Systematic reviews answer research questions through a defined methodology. It is a complex task and multiple articles need to be referred to acquire wide range of required knowledge to conduct a systematic review. The aim of this article is to bring the process into a single paper.
The statistical concepts and sequence of steps to conduct a systematic review or a meta-analysis are examined by authors.
The process of conducting a clinical systematic review is described in seven manageable steps in this article. Each step is explained with examples to understand the method evidently.
A complex process of conducting a systematic review is presented simply in a single article.

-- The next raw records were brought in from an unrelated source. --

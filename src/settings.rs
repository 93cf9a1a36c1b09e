use std::fs;
use std::path::{Path, PathBuf};

use parking_lot::RwLock;
use serde::{Deserialize, Serialize};
use tracing::warn;

use crate::application::services::{InferenceConfig, DEFAULT_MAX_ROUNDS};
use crate::infrastructure::embeddings::simple_engine::{
    DEFAULT_SIMPLE_DIMENSIONS, DEFAULT_SIMPLE_MODEL,
};
use crate::infrastructure::DEFAULT_ENDPOINT;

/// Default filename used for configuration within the data directory.
const CONFIG_FILENAME: &str = "config.json";

pub const ENV_MODEL_ID: &str = "COMPLAINTS_MODEL_ID";
pub const ENV_ENDPOINT: &str = "COMPLAINTS_ENDPOINT";
pub const ENV_BEARER_TOKEN: &str = "AWS_BEARER_TOKEN_BEDROCK";
pub const ENV_MAX_ROUNDS: &str = "COMPLAINTS_MAX_ROUNDS";

/// Embedding backend used to embed queries. Must match the backend the index
/// was built with.
#[derive(Debug, Clone, Serialize, Deserialize, PartialEq, Eq)]
#[serde(tag = "backend", rename_all = "kebab-case")]
pub enum EmbeddingBackend {
    /// Deterministic hash embedder (always available, offline).
    Simple {
        #[serde(default = "default_simple_model")]
        model: String,
        #[serde(default = "default_simple_dim")]
        dimensions: usize,
    },
    /// Remote embedding model served next to the generative model.
    Bedrock {
        #[serde(default = "default_bedrock_embedding_model")]
        model: String,
        #[serde(default)]
        dimensions: Option<usize>,
    },
    /// Local ONNX embeddings (feature gated).
    #[cfg(feature = "fastembed-engine")]
    FastEmbed { model: String },
}

impl EmbeddingBackend {
    pub fn id(&self) -> &'static str {
        match self {
            EmbeddingBackend::Simple { .. } => "simple",
            EmbeddingBackend::Bedrock { .. } => "bedrock",
            #[cfg(feature = "fastembed-engine")]
            EmbeddingBackend::FastEmbed { .. } => "fastembed",
        }
    }

    pub fn model_name(&self) -> &str {
        match self {
            EmbeddingBackend::Simple { model, .. } => model,
            EmbeddingBackend::Bedrock { model, .. } => model,
            #[cfg(feature = "fastembed-engine")]
            EmbeddingBackend::FastEmbed { model } => model,
        }
    }
}

impl Default for EmbeddingBackend {
    fn default() -> Self {
        EmbeddingBackend::Simple {
            model: default_simple_model(),
            dimensions: default_simple_dim(),
        }
    }
}

#[derive(Debug, Clone, Serialize, Deserialize, PartialEq)]
#[serde(default)]
pub struct GenerationSettings {
    pub endpoint: String,
    pub model_id: String,
    /// Usually supplied through the environment rather than the file.
    #[serde(skip_serializing_if = "Option::is_none")]
    pub bearer_token: Option<String>,
    pub max_tokens: u32,
    pub temperature: f32,
    pub timeout_secs: u64,
}

impl Default for GenerationSettings {
    fn default() -> Self {
        let inference = InferenceConfig::default();
        Self {
            endpoint: DEFAULT_ENDPOINT.to_string(),
            model_id: "amazon.nova-pro-v1:0".to_string(),
            bearer_token: None,
            max_tokens: inference.max_tokens,
            temperature: inference.temperature,
            timeout_secs: 60,
        }
    }
}

impl GenerationSettings {
    pub fn inference(&self) -> InferenceConfig {
        InferenceConfig {
            max_tokens: self.max_tokens,
            temperature: self.temperature,
        }
    }
}

#[derive(Debug, Clone, Serialize, Deserialize, PartialEq, Eq)]
#[serde(default)]
pub struct RetrievalSettings {
    /// Ceiling applied to any requested result bound. The bound used when
    /// none is given is always [`crate::domain::DEFAULT_RESULT_BOUND`].
    pub max_bound: usize,
}

impl Default for RetrievalSettings {
    fn default() -> Self {
        Self { max_bound: 1_000 }
    }
}

#[derive(Debug, Clone, Serialize, Deserialize, PartialEq, Eq)]
#[serde(default)]
pub struct OrchestrationSettings {
    pub max_rounds: usize,
}

impl Default for OrchestrationSettings {
    fn default() -> Self {
        Self {
            max_rounds: DEFAULT_MAX_ROUNDS,
        }
    }
}

/// Complete configuration payload.
#[derive(Debug, Clone, Default, Serialize, Deserialize, PartialEq)]
#[serde(default)]
pub struct AppConfig {
    pub embedding: EmbeddingBackend,
    pub generation: GenerationSettings,
    pub retrieval: RetrievalSettings,
    pub orchestration: OrchestrationSettings,
}

impl AppConfig {
    /// Applies environment overrides on top of the file values.
    pub fn with_env_overrides(self) -> Self {
        self.with_overrides(|key| std::env::var(key).ok())
    }

    fn with_overrides(mut self, lookup: impl Fn(&str) -> Option<String>) -> Self {
        let non_empty = |key: &str| lookup(key).filter(|value| !value.trim().is_empty());

        if let Some(model_id) = non_empty(ENV_MODEL_ID) {
            self.generation.model_id = model_id;
        }
        if let Some(endpoint) = non_empty(ENV_ENDPOINT) {
            self.generation.endpoint = endpoint;
        }
        if let Some(token) = non_empty(ENV_BEARER_TOKEN) {
            self.generation.bearer_token = Some(token);
        }
        if let Some(raw) = non_empty(ENV_MAX_ROUNDS) {
            match raw.trim().parse::<usize>() {
                Ok(rounds) if rounds > 0 => self.orchestration.max_rounds = rounds,
                _ => warn!(
                    target: "complaint_rag::config",
                    value = %raw,
                    "ignoring invalid COMPLAINTS_MAX_ROUNDS"
                ),
            }
        }
        self
    }
}

/// Loads `AppConfig` once and hands out snapshots.
pub struct ConfigManager {
    path: PathBuf,
    state: RwLock<AppConfig>,
}

impl ConfigManager {
    /// Reads `<data_dir>/config.json`. A missing or unreadable file yields the
    /// defaults; environment overrides apply either way.
    pub fn load(data_dir: impl AsRef<Path>) -> std::io::Result<Self> {
        let path = data_dir.as_ref().join(CONFIG_FILENAME);
        let config = Self::read_file(&path).with_env_overrides();

        Ok(Self {
            path,
            state: RwLock::new(config),
        })
    }

    fn read_file(path: &Path) -> AppConfig {
        if !path.exists() {
            return AppConfig::default();
        }
        match fs::read(path)
            .map_err(|err| err.to_string())
            .and_then(|bytes| {
                serde_json::from_slice::<AppConfig>(&bytes).map_err(|err| err.to_string())
            })
        {
            Ok(config) => config,
            Err(err) => {
                warn!(
                    target: "complaint_rag::config",
                    path = %path.display(),
                    error = %err,
                    "config unreadable, using defaults"
                );
                AppConfig::default()
            }
        }
    }

    /// Snapshot of the current configuration.
    pub fn current(&self) -> AppConfig {
        self.state.read().clone()
    }

    pub fn path(&self) -> &Path {
        &self.path
    }

    /// Writes the current configuration back to disk, creating the directory
    /// if needed. The bearer token is never persisted.
    pub fn persist(&self) -> std::io::Result<()> {
        let mut config = self.current();
        config.generation.bearer_token = None;
        if let Some(parent) = self.path.parent() {
            fs::create_dir_all(parent)?;
        }
        let payload = serde_json::to_vec_pretty(&config)?;
        fs::write(&self.path, payload)
    }
}

fn default_simple_dim() -> usize {
    DEFAULT_SIMPLE_DIMENSIONS
}

fn default_simple_model() -> String {
    DEFAULT_SIMPLE_MODEL.to_string()
}

fn default_bedrock_embedding_model() -> String {
    "amazon.titan-embed-text-v2:0".to_string()
}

Systematic reviews are a structured approach to answer a research question based on all suitable available empirical evidence. The statistical methodology used to synthesize results in such a review is called ‘meta-analysis’. There are five types of clinical systematic reviews described in this article (see Fig. 1), including intervention, diagnostic test accuracy, prognostic, methodological and qualitative. This review will provide a very brief overview in a narrative fashion. This article does not cover systematic reviews of more epidemiologically based studies. The recommended process undertaken in a systematic review is described under seven steps in this paper .
There are resources for those who are moving from the beginning stage and gaining more expertise (See Table 1). Cochrane conducts online interactive master classes on systematic reviews throughout the year and there are web tutorials in the form of e-learning modules. Some groups in Cochrane commission limited number of systematic reviews and can be contacted directly for support (email@example.com). Some institutions have systematic review training programs including John Hopkins (Coursea), Joanna Briggs Institute (JBI education), Yale University (Search strategy), University of York (Centre for Reviews) and Mayo Clinic Libraries. BMC systematic reviews group also introduced “Peer review mentoring” program to support early researchers in systematic reviews. The local University/Hospital librarian is usually a good point of first reference for searches and is able to direct reviewers to other support.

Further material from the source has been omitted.